Oui! Six actions de Canwest (CGS) à 25 cents pièce. Et pour ce «trente sous», je serais devenu également «propriétaire» du réseau de télévision Global, de 12 autres quotidiens nationaux (dont The Gazette), de 11 populaires sites internet, d'une vingtaine de chaînes de télévision spécialisées, de 26 journaux locaux et de plusieurs stations de télé et de radio étrangères.

Il y a 11 ans, la même action de Canwest avait touché la barre des 28$. Et la compagnie était de plus petite envergure.

À 25 cents l'action, la capitalisation boursière de Canwest, c'est-à-dire la valeur totale des actions en circulation, s'élève aujourd'hui à seulement 24 millions de dollars.

Est-on en présence de l'aubaine du siècle? Non.

Si l'action de Canwest se négocie à si bas prix, c'est parce que la compagnie éprouve des difficultés financières. À l'instar de plusieurs secteurs de l'économique, le monde des médias a été durement frappé par la crise financière mondiale, car les revenus publicitaires ont chuté dramatiquement.

Après une perte nette d'un milliard de dollars pour l'année terminée le 31 août 2008, la situation financière de Canwest a continué de se détériorer. Pour les deux premiers trimestres de l'année 2009, Canwest a déclaré une autre gigantesque perte nette, soit 1,4 milliard.

La société Canwest est contrôlée par la famille Asper, de Winnipeg. David, Gail et Leonard Asper détiennent chacun le tiers des actions multivotantes (non inscrites en Bourse), ce qui leur confère 89% des droits de vote.

En novembre dernier, David Asper (vice-président-directeur de Canwest) a acquis sur le marché un bloc de 1,6 million d'actions à droit de vote subalterne, au prix moyen de 70 cents l'action, pour un débours total de 1,1 million de dollars. Pour sa part, Leonard Asper (président et chef de la direction) a investi 1,9 million de dollars dans l'achat d'un bloc de 2,7 millions d'actions subalternes, aussi au prix moyen de 70 cents pièce.

Il faut croire que ces importantes transactions des deux grands patrons de Canwest n'ont pas su rassurer les actionnaires et les investisseurs puisque le titre a continué de chuter par la suite.

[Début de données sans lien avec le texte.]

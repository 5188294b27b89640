//! Filter executor.
//!
//! A filter never copies column data: it narrows the selection vector of each
//! input block. Comparisons of a column against a constant run column-wise;
//! AND narrows the candidates left to right, OR unions what each side keeps.
//! Everything else is evaluated row by row.

use super::{BlockOperator, ExecContext};
use crate::arena::check_scratch;
use crate::ast::CompareOp;
use crate::eval::{self, BlockRow};
use crate::planner::{PhysExpr, PhysExprId};
use alloc::boxed::Box;
use bumpalo::Bump;
use core::cmp::Ordering;
use strata_core::block::{ColumnBlock, ColumnData, RowBlock, SelectionVector};
use strata_core::{Result, Value};

/// Keeps the rows for which the predicate is true.
pub struct FilterExecutor {
    input: Box<dyn BlockOperator>,
    predicate: PhysExprId,
    scratch: Bump,
}

impl FilterExecutor {
    pub fn new(input: Box<dyn BlockOperator>, predicate: PhysExprId) -> Self {
        Self {
            input,
            predicate,
            scratch: Bump::new(),
        }
    }
}

impl BlockOperator for FilterExecutor {
    fn open(&mut self, ctx: &ExecContext<'_>) -> Result<()> {
        self.input.open(ctx)
    }

    fn next(&mut self, ctx: &ExecContext<'_>) -> Result<Option<RowBlock>> {
        let Some(block) = self.input.next(ctx)? else {
            return Ok(None);
        };
        let candidates = match block.selection() {
            Some(sel) => sel.clone(),
            None => SelectionVector::all(block.physical_len()),
        };
        self.scratch.reset();
        let selection = select(ctx, &self.scratch, self.predicate, &block, &candidates)?;
        check_scratch(&self.scratch, ctx.config.scratch_limit_bytes)?;
        Ok(Some(block.with_selection(selection)))
    }

    fn close(&mut self) {
        self.input.close();
        self.scratch.reset();
    }
}

/// Positions of `candidates` for which `predicate` is true.
pub(crate) fn select(
    ctx: &ExecContext<'_>,
    scratch: &Bump,
    predicate: PhysExprId,
    block: &RowBlock,
    candidates: &SelectionVector,
) -> Result<SelectionVector> {
    if candidates.is_empty() {
        return Ok(SelectionVector::new());
    }
    let phys = &ctx.arena.phys_exprs;
    match &phys[predicate] {
        PhysExpr::Compare { op, left, right } => match (&phys[*left], &phys[*right]) {
            (PhysExpr::Column(c), PhysExpr::Literal(v)) => {
                return Ok(select_compare(block.column(*c), candidates, *op, v))
            }
            (PhysExpr::Literal(v), PhysExpr::Column(c)) => {
                return Ok(select_compare(block.column(*c), candidates, op.flip(), v))
            }
            _ => {}
        },
        PhysExpr::And(a, b) => {
            let kept = select(ctx, scratch, *a, block, candidates)?;
            return select(ctx, scratch, *b, block, &kept);
        }
        PhysExpr::Or(a, b) => {
            let left = select(ctx, scratch, *a, block, candidates)?;
            let rest = candidates.difference(&left);
            let right = select(ctx, scratch, *b, block, &rest)?;
            return Ok(left.union(&right));
        }
        PhysExpr::IsNull { expr, negated } => {
            if let PhysExpr::Column(c) = phys[*expr] {
                let column = block.column(c);
                let mut out = SelectionVector::with_capacity(candidates.len());
                for pos in candidates.iter() {
                    if column.is_null(pos) != *negated {
                        out.push(pos as u32);
                    }
                }
                return Ok(out);
            }
        }
        _ => {}
    }
    let mut hits = bumpalo::collections::Vec::with_capacity_in(candidates.len(), scratch);
    for pos in candidates.iter() {
        if eval::eval_predicate(ctx, predicate, &BlockRow { block, pos })? == Some(true) {
            hits.push(pos as u32);
        }
    }
    Ok(SelectionVector::from_sorted(hits.as_slice().to_vec()))
}

/// Column-wise `column <op> literal` over `candidates`. Nulls never qualify.
pub(crate) fn select_compare(
    column: &ColumnBlock,
    candidates: &SelectionVector,
    op: CompareOp,
    literal: &Value,
) -> SelectionVector {
    let mut out = SelectionVector::with_capacity(candidates.len());
    if literal.is_null() {
        return out;
    }
    macro_rules! scan {
        ($data:expr, $lit:expr) => {{
            let lit = $lit;
            for pos in candidates.iter() {
                if !column.is_null(pos) && op.matches($data[pos].cmp(&lit)) {
                    out.push(pos as u32);
                }
            }
        }};
    }
    match (column.data(), literal) {
        (ColumnData::Int64(d), Value::Int64(v)) => scan!(d, *v),
        (ColumnData::Int64(d), Value::Int32(v)) => scan!(d, *v as i64),
        (ColumnData::Int32(d), Value::Int32(v)) => scan!(d, *v),
        (ColumnData::Int32(d), Value::Int64(v)) if i32::try_from(*v).is_ok() => scan!(d, *v as i32),
        (ColumnData::Date(d), Value::Date(v)) => scan!(d, *v),
        (ColumnData::Timestamp(d), Value::Timestamp(v)) => scan!(d, *v),
        (ColumnData::Text(d), Value::Text(v)) => {
            for pos in candidates.iter() {
                if !column.is_null(pos) && op.matches(d.get(pos).cmp(v.as_str())) {
                    out.push(pos as u32);
                }
            }
        }
        _ => {
            for pos in candidates.iter() {
                let hit = column
                    .value(pos)
                    .sql_cmp(literal)
                    .is_some_and(|o: Ordering| op.matches(o));
                if hit {
                    out.push(pos as u32);
                }
            }
        }
    }
    out
}

#[cfg(test)]
mod tests {
    use super::*;
    use crate::arena::QueryArena;
    use crate::config::EngineConfig;
    use crate::executor::test_util::{run, BlocksSource};
    use alloc::vec;
    use alloc::vec::Vec;
    use strata_core::DataType;
    use strata_storage::Database;

    fn values(v: &[Option<i64>]) -> Vec<Vec<Value>> {
        v.iter().map(|x| vec![Value::from(*x)]).collect()
    }

    #[test]
    fn test_select_compare_typed() {
        let col = ColumnBlock::from_values(
            DataType::Int32,
            &[Value::Int32(5), Value::Null, Value::Int32(15), Value::Int32(25)],
        )
        .unwrap();
        let all = SelectionVector::all(4);
        let out = select_compare(&col, &all, CompareOp::Gt, &Value::Int64(10));
        assert_eq!(out.as_slice(), &[2, 3]);
        let out = select_compare(&col, &all, CompareOp::Ne, &Value::Float64(15.0));
        assert_eq!(out.as_slice(), &[0, 3]);
        assert!(select_compare(&col, &all, CompareOp::Eq, &Value::Null).is_empty());
    }

    #[test]
    fn test_filter_and_or() {
        let mut arena = QueryArena::new();
        let col = arena.phys_exprs.push(PhysExpr::Column(0)).unwrap();
        let ten = arena.phys_exprs.push(PhysExpr::Literal(Value::Int64(10))).unwrap();
        let thirty = arena.phys_exprs.push(PhysExpr::Literal(Value::Int64(30))).unwrap();
        let gt = arena
            .phys_exprs
            .push(PhysExpr::Compare {
                op: CompareOp::Gt,
                left: col,
                right: ten,
            })
            .unwrap();
        let lt = arena
            .phys_exprs
            .push(PhysExpr::Compare {
                op: CompareOp::Lt,
                left: col,
                right: thirty,
            })
            .unwrap();
        let is_null = arena
            .phys_exprs
            .push(PhysExpr::IsNull {
                expr: col,
                negated: false,
            })
            .unwrap();
        let both = arena.phys_exprs.push(PhysExpr::And(gt, lt)).unwrap();
        let either = arena.phys_exprs.push(PhysExpr::Or(both, is_null)).unwrap();

        let db = Database::new();
        let config = EngineConfig::default();
        let ctx = ExecContext::new(&db, &arena, &config);
        let input = values(&[Some(5), Some(20), None, Some(40), Some(25)]);
        let source = BlocksSource::rows(&[DataType::Int64], &input);
        let mut filter = FilterExecutor::new(Box::new(source), either);
        let rows = run(&mut filter, &ctx);
        assert_eq!(rows, values(&[Some(20), None, Some(25)]));
    }

    #[test]
    fn test_filter_generic_predicate() {
        let mut arena = QueryArena::new();
        let col = arena.phys_exprs.push(PhysExpr::Column(0)).unwrap();
        let two = arena.phys_exprs.push(PhysExpr::Literal(Value::Int64(2))).unwrap();
        let modulo = arena
            .phys_exprs
            .push(PhysExpr::Binary {
                op: crate::ast::BinaryOp::Mod,
                left: col,
                right: two,
            })
            .unwrap();
        let zero = arena.phys_exprs.push(PhysExpr::Literal(Value::Int64(0))).unwrap();
        let even = arena
            .phys_exprs
            .push(PhysExpr::Compare {
                op: CompareOp::Eq,
                left: modulo,
                right: zero,
            })
            .unwrap();
        let db = Database::new();
        let config = EngineConfig::default();
        let ctx = ExecContext::new(&db, &arena, &config);
        let input = values(&[Some(1), Some(2), Some(3), Some(4), None]);
        let source = BlocksSource::rows(&[DataType::Int64], &input);
        let mut filter = FilterExecutor::new(Box::new(source), even);
        assert_eq!(run(&mut filter, &ctx), values(&[Some(2), Some(4)]));
    }

    #[test]
    fn test_filter_scratch_limit() {
        let mut arena = QueryArena::new();
        let col = arena.phys_exprs.push(PhysExpr::Column(0)).unwrap();
        let not_null = arena
            .phys_exprs
            .push(PhysExpr::IsNull {
                expr: col,
                negated: true,
            })
            .unwrap();
        let neg = arena.phys_exprs.push(PhysExpr::Not(not_null)).unwrap();
        let db = Database::new();
        let config = EngineConfig::default().with_scratch_limit_bytes(1);
        let ctx = ExecContext::new(&db, &arena, &config);
        let input = values(&[Some(1), Some(2)]);
        let source = BlocksSource::rows(&[DataType::Int64], &input);
        let mut filter = FilterExecutor::new(Box::new(source), neg);
        filter.open(&ctx).unwrap();
        assert_eq!(filter.next(&ctx).unwrap_err().sqlstate(), "53200");
    }
}
//! Construction helpers.
//!
//! The parser (or a test) builds queries bottom-up: leaf expressions first,
//! then predicates, then the SELECT block through [`SelectBuilder`].

use super::{
    AggFunc, AggregateCall, BinaryOp, CompareOp, CteDef, Expr, ExprId, GroupingKind, JoinClause,
    JoinKind, OrderItem, PredId, Predicate, Query, QueryBody, QueryId, ScalarFunc, Select,
    SelectItem, SetOpKind, TableSource, WindowCall, WindowFrame, WindowFunc,
};
use crate::arena::{IdxRange, QueryArena};
use alloc::string::String;
use alloc::vec::Vec;
use strata_core::{DataType, Result, Value};

impl OrderItem {
    /// Ascending, nulls last.
    pub fn asc(expr: ExprId) -> Self {
        Self {
            expr,
            descending: false,
            nulls_first: None,
        }
    }

    /// Descending, nulls first.
    pub fn desc(expr: ExprId) -> Self {
        Self {
            expr,
            descending: true,
            nulls_first: None,
        }
    }

    pub fn nulls_first(mut self, first: bool) -> Self {
        self.nulls_first = Some(first);
        self
    }
}

impl QueryArena {
    fn expr(&mut self, expr: Expr) -> Result<ExprId> {
        self.exprs.push(expr)
    }

    fn pred(&mut self, pred: Predicate) -> Result<PredId> {
        self.predicates.push(pred)
    }

    /// Unqualified column reference.
    pub fn col(&mut self, name: &str) -> Result<ExprId> {
        let name = self.intern(name)?;
        self.expr(Expr::Column { table: None, name })
    }

    /// Qualified column reference `table.name`.
    pub fn qcol(&mut self, table: &str, name: &str) -> Result<ExprId> {
        let table = Some(self.intern(table)?);
        let name = self.intern(name)?;
        self.expr(Expr::Column { table, name })
    }

    pub fn lit(&mut self, value: impl Into<Value>) -> Result<ExprId> {
        let cell = self.cells.push(value.into())?;
        self.expr(Expr::Literal(cell))
    }

    pub fn null(&mut self) -> Result<ExprId> {
        self.lit(Value::Null)
    }

    pub fn binary(&mut self, op: BinaryOp, left: ExprId, right: ExprId) -> Result<ExprId> {
        self.expr(Expr::Binary { op, left, right })
    }

    pub fn negate(&mut self, expr: ExprId) -> Result<ExprId> {
        self.expr(Expr::Negate(expr))
    }

    pub fn func(&mut self, func: ScalarFunc, args: &[ExprId]) -> Result<ExprId> {
        let args = self.expr_lists.extend(args.iter().copied())?;
        self.expr(Expr::Function { func, args })
    }

    pub fn cast(&mut self, expr: ExprId, to: DataType) -> Result<ExprId> {
        self.expr(Expr::Cast { expr, to })
    }

    /// `CASE [operand] WHEN w THEN t .. [ELSE e] END`.
    pub fn case(
        &mut self,
        operand: Option<ExprId>,
        branches: &[(ExprId, ExprId)],
        otherwise: Option<ExprId>,
    ) -> Result<ExprId> {
        let branches = self
            .expr_lists
            .extend(branches.iter().flat_map(|&(w, t)| [w, t]))?;
        self.expr(Expr::Case {
            operand,
            branches,
            otherwise,
        })
    }

    pub fn agg(&mut self, func: AggFunc, arg: Option<ExprId>, distinct: bool) -> Result<ExprId> {
        let id = self.aggregates.push(AggregateCall {
            func,
            arg,
            distinct,
            separator: None,
        })?;
        self.expr(Expr::Aggregate(id))
    }

    pub fn count_star(&mut self) -> Result<ExprId> {
        self.agg(AggFunc::CountStar, None, false)
    }

    pub fn string_agg(&mut self, arg: ExprId, separator: ExprId, distinct: bool) -> Result<ExprId> {
        let id = self.aggregates.push(AggregateCall {
            func: AggFunc::StringAgg,
            arg: Some(arg),
            distinct,
            separator: Some(separator),
        })?;
        self.expr(Expr::Aggregate(id))
    }

    /// `func(args) OVER (PARTITION BY partition_by ORDER BY order_by frame)`.
    pub fn window(
        &mut self,
        func: WindowFunc,
        args: &[ExprId],
        partition_by: &[ExprId],
        order_by: &[OrderItem],
        frame: Option<WindowFrame>,
    ) -> Result<ExprId> {
        let args = self.expr_lists.extend(args.iter().copied())?;
        let partition_by = self.expr_lists.extend(partition_by.iter().copied())?;
        let order_by = self.order_items.extend(order_by.iter().copied())?;
        let id = self.windows.push(WindowCall {
            func,
            args,
            distinct: false,
            partition_by,
            order_by,
            frame,
        })?;
        self.expr(Expr::Window(id))
    }

    /// Scalar subquery.
    pub fn subquery(&mut self, query: QueryId) -> Result<ExprId> {
        self.expr(Expr::Subquery(query))
    }

    /// Wraps a predicate as a boolean expression.
    pub fn predicate(&mut self, pred: PredId) -> Result<ExprId> {
        self.expr(Expr::Predicate(pred))
    }

    pub fn compare(&mut self, left: ExprId, op: CompareOp, right: ExprId) -> Result<PredId> {
        self.pred(Predicate::Compare { left, op, right })
    }

    pub fn eq(&mut self, left: ExprId, right: ExprId) -> Result<PredId> {
        self.compare(left, CompareOp::Eq, right)
    }

    pub fn and(&mut self, left: PredId, right: PredId) -> Result<PredId> {
        self.pred(Predicate::And(left, right))
    }

    pub fn or(&mut self, left: PredId, right: PredId) -> Result<PredId> {
        self.pred(Predicate::Or(left, right))
    }

    pub fn not(&mut self, pred: PredId) -> Result<PredId> {
        self.pred(Predicate::Not(pred))
    }

    pub fn is_null(&mut self, expr: ExprId, negated: bool) -> Result<PredId> {
        self.pred(Predicate::IsNull { expr, negated })
    }

    pub fn between(&mut self, expr: ExprId, low: ExprId, high: ExprId, negated: bool) -> Result<PredId> {
        self.pred(Predicate::Between {
            expr,
            low,
            high,
            negated,
        })
    }

    pub fn in_list(&mut self, expr: ExprId, list: &[ExprId], negated: bool) -> Result<PredId> {
        let list = self.expr_lists.extend(list.iter().copied())?;
        self.pred(Predicate::InList { expr, list, negated })
    }

    pub fn in_subquery(&mut self, expr: ExprId, query: QueryId, negated: bool) -> Result<PredId> {
        self.pred(Predicate::InSubquery {
            expr,
            query,
            negated,
        })
    }

    pub fn exists(&mut self, query: QueryId, negated: bool) -> Result<PredId> {
        self.pred(Predicate::Exists { query, negated })
    }

    pub fn like(
        &mut self,
        expr: ExprId,
        pattern: ExprId,
        case_insensitive: bool,
        negated: bool,
    ) -> Result<PredId> {
        self.pred(Predicate::Like {
            expr,
            pattern,
            case_insensitive,
            negated,
        })
    }

    /// A boolean expression used as a predicate.
    pub fn pred_expr(&mut self, expr: ExprId) -> Result<PredId> {
        self.pred(Predicate::Expr(expr))
    }

    /// `left <op> [ALL] right`.
    pub fn set_op(&mut self, op: SetOpKind, all: bool, left: QueryId, right: QueryId) -> Result<QueryId> {
        self.queries.push(Query {
            ctes: IdxRange::EMPTY,
            body: QueryBody::SetOp {
                op,
                all,
                left,
                right,
            },
            order_by: IdxRange::EMPTY,
            limit: None,
            offset: None,
        })
    }

    /// Sets ORDER BY / LIMIT / OFFSET of an existing query.
    pub fn order_query(
        &mut self,
        query: QueryId,
        order_by: &[OrderItem],
        limit: Option<u64>,
        offset: Option<u64>,
    ) -> Result<()> {
        let order_by = self.order_items.extend(order_by.iter().copied())?;
        if let Some(q) = self.queries.get_mut(query) {
            q.order_by = order_by;
            q.limit = limit;
            q.offset = offset;
        }
        Ok(())
    }

    /// Attaches a WITH clause to an existing query.
    pub fn with_ctes(&mut self, query: QueryId, ctes: &[(&str, QueryId, bool)]) -> Result<()> {
        let mut defs = Vec::with_capacity(ctes.len());
        for &(name, q, recursive) in ctes {
            defs.push(CteDef {
                name: self.intern(name)?,
                query: q,
                recursive,
            });
        }
        let range = self.ctes.extend(defs)?;
        if let Some(q) = self.queries.get_mut(query) {
            q.ctes = range;
        }
        Ok(())
    }
}

/// A FROM / JOIN source before interning.
#[derive(Clone, Debug)]
pub enum Source {
    Table { name: String, alias: Option<String> },
    Subquery { query: QueryId, alias: String },
    Series {
        start: ExprId,
        stop: ExprId,
        step: Option<ExprId>,
        alias: Option<String>,
    },
}

impl Source {
    pub fn table(name: &str) -> Self {
        Source::Table {
            name: String::from(name),
            alias: None,
        }
    }

    pub fn aliased(name: &str, alias: &str) -> Self {
        Source::Table {
            name: String::from(name),
            alias: Some(String::from(alias)),
        }
    }

    fn intern(self, arena: &mut QueryArena) -> Result<TableSource> {
        Ok(match self {
            Source::Table { name, alias } => TableSource::Named {
                name: arena.intern(&name)?,
                alias: alias.map(|a| arena.intern(&a)).transpose()?,
            },
            Source::Subquery { query, alias } => TableSource::Subquery {
                query,
                alias: arena.intern(&alias)?,
            },
            Source::Series {
                start,
                stop,
                step,
                alias,
            } => TableSource::GenerateSeries {
                start,
                stop,
                step,
                alias: alias.map(|a| arena.intern(&a)).transpose()?,
            },
        })
    }
}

Il faut dire que Canwest ne bénéficie d'aucun appui de la part des analystes des maisons de courtage. Des neuf qui suivent le titre, aucun n'est acheteur. Les plus «optimistes», au nombre de deux, recommandent tout simplement de conserver l'action de Canwest. Les sept autres recommandent de vendre le titre, et ce même si le cours s'échange à 25 cents ou moins.

Doit-on faire fi du pessimisme des analystes? Comme ils sont peu enclins à recommander la vente de titres, ils doivent avoir de solides raisons pour se «départir» de Canwest. Cela dit, personne ne détient la vérité en Bourse. C'est d'ailleurs ce qui explique pourquoi on trouve toujours en Bourse un optimiste acquéreur des actions d'un vendeur pessimiste.

Au prix actuel de 25 cents, l'action de Canwest se négocie comme un titre de pacotille. Au même prix qu'une mine junior.

La question: lourdement endettée, Canwest va-t-elle trouver les capitaux nécessaires pour se sortir du trou? Voilà le défi des spéculateurs... qui misent actuellement dessus.

Pour vous montrer à quel point Canwest se serre la ceinture, le quotidien National Post ne publiera pas son édition du lundi durant neuf semaines à partir de la fin du mois. Il faudra se contenter de le lire sur l'internet.